What wisdom is this, and where can you find it? When it comes to love, is there anything you can learn that will make you a better lover? Is there more to having a good love life than kindness?
I think that we all have some degree of wisdom, but we just tend to be ignorant of it. It's like being ignorant of the fact that the sun is out and you're alive. You may see it every day, but it doesn't know that you're alive. The only thing that you're ignorant of is your body. I'm not saying that it knows you are alive, but it does exist.
It's the same with people. We may not realize it, but they are as conscious of who we are and our abilities as we are. If they knew our full capabilities and how much we could help them in their lives, they'd want us around. Unfortunately, most of them don't have the courage to ask for help, but they do want it.
How can you find that level of kindness in yourself? Is there something that you can learn about yourself that will change the way you act? I believe there is. But, it is going to take some effort on your part. There is no shortcut to wisdom and kindness.

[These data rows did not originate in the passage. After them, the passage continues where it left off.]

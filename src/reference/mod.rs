pub mod loaders;

use crate::models::{CanonicalEvent, DateSource, LocationSource, Provenance, RefEvent};

/// Convert reference events into canonical form for matching.
///
/// Light normalisation only: no merging (reference datasets arrive already
/// deduplicated) and no inference beyond filling the matchable text from
/// the location when the dataset carries no description.
pub fn standardise_reference_events(ref_events: &[RefEvent]) -> Vec<CanonicalEvent> {
    ref_events
        .iter()
        .map(|r| {
            let text = r
                .text
                .as_deref()
                .or(r.location_name.as_deref())
                .unwrap_or("")
                .trim()
                .to_string();

            // Point-in-time records carry only a start date; ranges that
            // arrive reversed are normalised so date_end >= date_start.
            let date_start = r.date_start;
            let date_end = match (r.date_start, r.date_end) {
                (Some(start), Some(end)) => Some(end.max(start)),
                (Some(start), None) => Some(start),
                (None, end) => end,
            };

            let (date_source, date_is_weak) = if date_start.is_some() {
                (DateSource::ReferenceDataset, false)
            } else {
                (DateSource::Missing, true)
            };
            let (location_source, location_is_weak) = if r.location_name.is_some() {
                (LocationSource::ReferenceDataset, false)
            } else {
                (LocationSource::Missing, true)
            };

            CanonicalEvent {
                id: r.ref_id.clone(),
                kind: {
                    let k = r.ref_type.trim().to_lowercase();
                    if k.is_empty() {
                        "unknown".to_string()
                    } else {
                        k
                    }
                },
                date_start,
                date_end,
                location_name: r.location_name.clone(),
                country: r.country.clone(),
                lat: r.lat,
                lon: r.lon,
                text,
                meta: Provenance {
                    url: None,
                    dataset: Some(r.dataset.clone()),
                    date_source,
                    date_is_weak,
                    location_source,
                    location_is_weak,
                },
            }
        })
        .collect()
}

#[cfg(test)]
mod tests {
    use super::*;
    use chrono::NaiveDate;

    fn ref_event(start: Option<&str>, end: Option<&str>) -> RefEvent {
        let parse = |s: &str| NaiveDate::parse_from_str(s, "%Y-%m-%d").unwrap();
        RefEvent {
            ref_id: "DFO_1".to_string(),
            dataset: "DFO".to_string(),
            ref_type: "Flood".to_string(),
            date_start: start.map(parse),
            date_end: end.map(parse),
            location_name: Some("Jakarta".to_string()),
            country: Some("Indonesia".to_string()),
            lat: Some(-6.2),
            lon: Some(106.8),
            text: None,
        }
    }

    #[test]
    fn test_standardise_fills_text_and_dates() {
        let canonical = standardise_reference_events(&[ref_event(Some("2024-03-01"), None)]);
        assert_eq!(canonical.len(), 1);

        let c = &canonical[0];
        assert_eq!(c.kind, "flood");
        assert_eq!(c.text, "Jakarta");
        assert_eq!(c.date_end, c.date_start);
        assert_eq!(c.meta.dataset, Some("DFO".to_string()));
        assert_eq!(c.meta.date_source, DateSource::ReferenceDataset);
        assert!(!c.meta.date_is_weak);
    }

    #[test]
    fn test_standardise_orders_reversed_ranges() {
        let canonical =
            standardise_reference_events(&[ref_event(Some("2024-03-05"), Some("2024-03-01"))]);
        let c = &canonical[0];
        assert!(c.date_end >= c.date_start);
    }

    #[test]
    fn test_standardise_missing_dates_are_weak() {
        let canonical = standardise_reference_events(&[ref_event(None, None)]);
        let c = &canonical[0];
        assert_eq!(c.date_start, None);
        assert_eq!(c.meta.date_source, DateSource::Missing);
        assert!(c.meta.date_is_weak);
    }
}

So what can you do if you want to learn how to have the two things together? One thing that you can do is change your attitude. Just think about it for a moment. Think about the last time you were angry with someone else? Or even the last time that you were happy with someone else?
When was that? Did you have the courage to face that anger head on or did you simply run away from it?
So you've got to find the attitude that you're going to use in order to master the qualities of kindness and wisdom. The first one is called "being open."
An open heart means that you are honest about your feelings, whether they are positive or negative. It means that you're ready to listen and allow the other person to share what he/she feels.
Then, you need to be able to use your open mind. This means that you're open to all sides of a question and willing to learn. You can then be willing to accept all of those answers and learn them all at the same time.
Next, you need to be wise. We all need to be wise at some point in our lives. We need to be wise in our relationships with other people. We need to be wise in the world at large and in the work place.
And, we need to be wise in our finances. We have to be wise when it comes to our health. and in the way we live our lives. But most of all, we need to be wise when it comes to our relationships with ourselves and others.
So how can you gain wisdom and kindness? The first step is to learn to be more open to other people. and your ability to open yourself up to what's around you. The next step is to learn to be wise in your choices. Learn to know yourself.
And, finally, you need to learn to be wise in your actions. So in my opinion, that's it, the answers to what wisdom can you find that is greater than kindness.
It's important to understand that kindness can help you, but it needs to be complemented. I mean, when you are compassionate with yourself you will be a much more likely to be compassionate with others. When you are compassionate with yourself, you will become a much more likely to be compassionate with others. And, hopefully, when you are compassionate with others, you will find that you are also compassionate with yourself.
The bottom line is, kindness is a two-way street, but you need to be careful not to become too compassionate with others. because when you become too compassionate with others you will lose control over yourself and become unkind.
And that is why you have to be very careful with what you put on the compassion side of the fence. If you are being kind to yourself, there is no place for you to be kind to others, so you have to learn to look at the fence as a mirror and see yourself as a mirror.
And for this I am grateful...
Inspired by Elie Wiesel (1928-2016)'s quote, "When a person doesn't have gratitude, something is missing in his or her humanity. A person can almost be defined by his or her attitude toward gratitude". The titled responsion is...
Kindness strikes me as a social act. Certainly one could heuristically prime themselves towards acts of kindness and self validation, however, gratitude, for-me (and Cicero) is the greatest of virtues. What are the similarities and differences between Elie Wiesel's definition of gratefulness and Cicero's?